いきなり大人数のコミュニティを立ち上げたり、大規模な活動を実施しようと試みたりすると、うまくグループが機能しない恐れがあります。

最初は少人数でスタートし、徐々に規模を拡大していくのがスムーズな進め方です。小規模な活動であれば軌道修正しやすく、経験の積み重ねも容易であることから、無理なくグループ運営がおこなえます。

社内への情報共有をしっかり行う

従業員グループリソースがうまく機能するかは、社内への情報発信が鍵を握ります。大きな会社であるほど、社内にどのようなコミュニティが存在し、活動しているのか把握するのは困難です。

情報発信が不十分な場合、外国人労働者によって構成されたグループがあることを知らずに、一人で悩みを抱える外国人スタッフが発生するケースも起こりえます。

社内イントラネットや社報、社内SNSなどを活用すれば、従業員リソースグループの情報発信が可能です。新入社員に対しては、新人研修のタイミングで社内グループの存在を知らせてみてもよいでしょう。

従業員リソースグループ(ERG)に取り組む企業事例

従業員リソースグループの推進に取り組む企業は、日本でも数多く存在します。一例が、武田薬品工業株式会社です。グローバル企業である武田薬品工業は、世界各国で働く従業員の一体感に課題を感じていました。

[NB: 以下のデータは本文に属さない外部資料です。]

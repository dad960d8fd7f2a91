use super::*;

use malachite::{Integer, rational::Rational};
use malachite::base::num::arithmetic::traits::{Abs, Pow, PowerOf2};

/// The exact value of an [`Unpacked`], zero included. Panics if `value` is not normalised.
impl From<Unpacked> for Rational {
  fn from(value: Unpacked) -> Self {
    assert!(value.is_normalised(), "{value:?} is not normalised");
    if value.is_zero() {
      return Rational::from(0)
    }
    let magnitude = Rational::from(value.frac)
      * Rational::power_of_2(i64::from(value.exp) - i64::from(MANTISSA_BITS));
    if value.sign {-magnitude} else {magnitude}
  }
}

/// How many units in the last place of `value` separate it from `exact`.
pub(crate) fn ulps(value: Unpacked, exact: &Rational) -> Rational {
  let ulp = Rational::power_of_2(i64::from(value.exp) - i64::from(MANTISSA_BITS));
  (Rational::from(value) - exact).abs() / ulp
}

/// The exact value of decimal text as the formatter writes it: `-?d.ddd(e-?dd)?`. Panics on
/// anything else.
pub(crate) fn decimal_text(text: &str) -> Rational {
  let (negative, text) = match text.strip_prefix('-') {
    Some(rest) => (true, rest),
    None => (false, text),
  };
  let (mantissa, exp) = text.split_once('e').unwrap_or((text, "0"));
  let (lead, fraction) = mantissa.split_once('.').expect("no decimal point");
  let digits: Integer = format!("{lead}{fraction}").parse().expect("not digits");
  let exp: i64 = exp.parse().expect("not an exponent");
  let magnitude = Rational::from(digits) * Rational::from(10).pow(exp - fraction.len() as i64);
  if negative {-magnitude} else {magnitude}
}

/// Signed distance in bits between two packed numbers of the same sign.
pub(crate) fn bits_apart(a: Packed, b: Packed) -> i64 {
  i64::from(a.to_bits()) - i64::from(b.to_bits())
}

#[cfg(test)]
mod tests {
  use super::*;

  #[test]
  fn exact() {
    assert_eq!(Rational::from(Unpacked::ONE), Rational::from(1));
    assert_eq!(Rational::from(Unpacked::zero(true)), Rational::from(0));
    assert_eq!(
      Rational::from(Unpacked { sign: true, exp: -1, frac: 0xC0_0000 }),
      Rational::from_signeds(-3, 4),
    );
    assert_eq!(
      Rational::from(Unpacked { sign: false, exp: 30, frac: 0x80_0001 }),
      Rational::from(Integer::from((1 << 30) + (1 << 7))),
    );
  }

  #[test]
  fn decimal() {
    assert_eq!(decimal_text("1."), Rational::from(1));
    assert_eq!(decimal_text("0.e0"), Rational::from(0));
    assert_eq!(decimal_text("-2.5e-1"), Rational::from_signeds(-1, 4));
    assert_eq!(decimal_text("1.28e2"), Rational::from(128));
    assert_eq!(decimal_text("7.8125e-3"), Rational::from_signeds(1, 128));
  }

  #[test]
  fn ulps_apart() {
    let one_and_a_bit = Unpacked { sign: false, exp: 0, frac: 0x80_0001 };
    assert_eq!(ulps(one_and_a_bit, &Rational::from(1)), Rational::from(1));
    assert_eq!(ulps(Unpacked::ONE, &Rational::from(1)), Rational::from(0));
  }
}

そこで、従業員自らが仲間の声を集め、会社に提案する従業員主導型のネットワーク「Takeda Resource Groups (TRG)」を結成します。80の国と地域にある従業員ネットワークと連携することで、国をまたいだ交流の場を設けることに成功しました。

結果として、以下のように武田薬品工業には多くの従業員リソースグループが誕生しています。

  • はなみずき/Hanamizuki:女性活躍推進をテーマに据えたグループ
  • Leveraging Diverse Talents for a Better Workplace:異文化コミュニケーションの促進や多様な従業員をサポートするグループ
  • TAKE PRIDE Japan:LGBTQ+を理解し、支援するグループ
  • 子育て世代の輪:子育て世代の労働環境づくりに取り組むグループ
  • Career Link:キャリア形成支援グループ

こうしたダイバーシティ推進に繋がる社内活動を展開することで、従業員の個性や価値観を尊重した企業文化を醸成しているのです。

従業員リソースグループ(ERG)で組織を強くする戦略を

従業員リソースグループとは、共通の属性や考え方を持った人たちで構成されたグループを意味します。従業員リソースグループを推進することで、社員は自分の居場所を確保できるようになり、安心して働けるようになります。

また、グループ活動を通じて社員間のコミュニケーションも活性化していくため、良好な人間関係づくりにも繋がるでしょう。自社の組織強化の一環として、従業員リソースグループの導入を検討してみてはいかがでしょうか。